_WHAT IS BEING ASKED_
Please return every line below that contains the string "struct".

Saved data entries
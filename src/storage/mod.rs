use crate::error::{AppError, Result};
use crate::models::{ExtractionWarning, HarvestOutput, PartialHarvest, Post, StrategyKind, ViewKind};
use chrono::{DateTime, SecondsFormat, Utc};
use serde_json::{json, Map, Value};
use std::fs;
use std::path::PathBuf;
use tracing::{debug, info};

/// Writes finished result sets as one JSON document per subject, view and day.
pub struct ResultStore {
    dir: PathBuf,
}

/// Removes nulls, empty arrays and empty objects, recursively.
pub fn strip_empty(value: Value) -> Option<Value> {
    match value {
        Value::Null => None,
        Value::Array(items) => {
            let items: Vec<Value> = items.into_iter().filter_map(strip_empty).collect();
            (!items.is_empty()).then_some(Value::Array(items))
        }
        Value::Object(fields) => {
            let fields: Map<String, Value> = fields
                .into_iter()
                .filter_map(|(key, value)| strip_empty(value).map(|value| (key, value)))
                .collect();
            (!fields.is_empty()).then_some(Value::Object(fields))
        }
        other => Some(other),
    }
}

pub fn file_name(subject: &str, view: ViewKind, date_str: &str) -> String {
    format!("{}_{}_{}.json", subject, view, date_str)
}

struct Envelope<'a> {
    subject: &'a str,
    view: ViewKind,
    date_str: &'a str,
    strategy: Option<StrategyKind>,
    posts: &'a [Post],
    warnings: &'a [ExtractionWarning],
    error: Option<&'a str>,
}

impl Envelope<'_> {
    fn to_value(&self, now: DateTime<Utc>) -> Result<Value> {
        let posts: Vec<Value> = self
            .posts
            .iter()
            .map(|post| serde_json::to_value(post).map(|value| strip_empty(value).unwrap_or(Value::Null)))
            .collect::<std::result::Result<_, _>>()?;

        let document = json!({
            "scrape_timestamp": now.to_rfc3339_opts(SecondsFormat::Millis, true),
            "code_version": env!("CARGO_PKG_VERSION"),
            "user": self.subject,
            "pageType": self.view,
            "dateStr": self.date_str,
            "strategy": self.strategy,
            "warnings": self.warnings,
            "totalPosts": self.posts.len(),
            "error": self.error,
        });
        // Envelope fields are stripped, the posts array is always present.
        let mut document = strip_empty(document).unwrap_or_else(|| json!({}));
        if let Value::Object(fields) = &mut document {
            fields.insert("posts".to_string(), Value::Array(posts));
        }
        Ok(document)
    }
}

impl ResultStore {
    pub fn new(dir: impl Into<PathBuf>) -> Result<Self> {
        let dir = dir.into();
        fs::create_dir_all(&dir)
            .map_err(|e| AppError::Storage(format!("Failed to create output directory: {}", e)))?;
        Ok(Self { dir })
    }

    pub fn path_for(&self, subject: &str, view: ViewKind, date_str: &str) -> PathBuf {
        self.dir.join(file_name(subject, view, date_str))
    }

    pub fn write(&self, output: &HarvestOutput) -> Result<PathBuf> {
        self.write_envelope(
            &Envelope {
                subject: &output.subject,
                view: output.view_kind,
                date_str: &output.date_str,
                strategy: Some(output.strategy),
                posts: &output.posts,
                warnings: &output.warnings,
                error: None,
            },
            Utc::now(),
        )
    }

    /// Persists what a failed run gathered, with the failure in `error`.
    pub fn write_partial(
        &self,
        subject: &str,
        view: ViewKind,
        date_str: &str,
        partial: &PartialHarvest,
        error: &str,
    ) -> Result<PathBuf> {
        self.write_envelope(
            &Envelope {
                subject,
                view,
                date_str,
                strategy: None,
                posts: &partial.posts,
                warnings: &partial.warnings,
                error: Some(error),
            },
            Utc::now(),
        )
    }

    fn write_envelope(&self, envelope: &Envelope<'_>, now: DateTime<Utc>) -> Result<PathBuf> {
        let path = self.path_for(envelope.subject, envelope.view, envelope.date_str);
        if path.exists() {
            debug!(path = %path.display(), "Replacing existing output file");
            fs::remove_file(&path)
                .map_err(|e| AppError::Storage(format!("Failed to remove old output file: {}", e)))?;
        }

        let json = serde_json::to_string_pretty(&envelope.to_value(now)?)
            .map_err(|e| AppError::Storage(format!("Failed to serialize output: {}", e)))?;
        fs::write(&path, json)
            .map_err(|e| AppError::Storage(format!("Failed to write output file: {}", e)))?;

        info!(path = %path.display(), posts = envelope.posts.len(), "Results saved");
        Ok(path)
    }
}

_REPLY_
pub struct ResultStore {
struct Envelope<'a> {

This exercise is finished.